**WORK TO COMPLETE**. Repeat exactly what appears from the opening line of the listing to the line with "derived from it.", inclusive.

**EXERCISE MATERIALS**.

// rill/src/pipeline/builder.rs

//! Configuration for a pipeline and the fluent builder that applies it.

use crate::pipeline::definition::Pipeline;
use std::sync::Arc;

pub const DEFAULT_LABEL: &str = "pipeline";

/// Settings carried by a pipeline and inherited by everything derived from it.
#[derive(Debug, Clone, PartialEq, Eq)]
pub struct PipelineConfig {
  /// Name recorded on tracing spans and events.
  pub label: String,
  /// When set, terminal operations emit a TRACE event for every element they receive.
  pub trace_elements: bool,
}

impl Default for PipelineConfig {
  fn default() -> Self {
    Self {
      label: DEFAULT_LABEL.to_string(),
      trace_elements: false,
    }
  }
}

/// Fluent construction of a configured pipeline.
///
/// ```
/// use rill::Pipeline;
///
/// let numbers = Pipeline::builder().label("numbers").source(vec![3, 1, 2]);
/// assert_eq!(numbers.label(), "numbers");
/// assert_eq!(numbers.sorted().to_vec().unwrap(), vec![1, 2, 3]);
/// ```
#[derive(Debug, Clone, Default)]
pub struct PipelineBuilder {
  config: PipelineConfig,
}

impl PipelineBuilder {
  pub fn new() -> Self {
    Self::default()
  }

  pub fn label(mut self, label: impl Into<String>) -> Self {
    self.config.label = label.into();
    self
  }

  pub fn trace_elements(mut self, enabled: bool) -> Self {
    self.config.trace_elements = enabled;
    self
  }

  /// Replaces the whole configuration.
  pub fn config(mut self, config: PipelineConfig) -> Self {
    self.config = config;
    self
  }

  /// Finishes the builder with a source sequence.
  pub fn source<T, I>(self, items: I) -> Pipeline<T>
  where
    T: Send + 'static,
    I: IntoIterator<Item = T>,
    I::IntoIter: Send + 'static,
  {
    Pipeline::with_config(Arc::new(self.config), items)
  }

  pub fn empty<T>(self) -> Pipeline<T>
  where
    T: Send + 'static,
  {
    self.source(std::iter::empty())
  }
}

**THE ANSWER**.
// rill/src/pipeline/builder.rs

//! Configuration for a pipeline and the fluent builder that applies it.

use crate::pipeline::definition::Pipeline;
use std::sync::Arc;

pub const DEFAULT_LABEL: &str = "pipeline";

/// Settings carried by a pipeline and inherited by everything derived from it.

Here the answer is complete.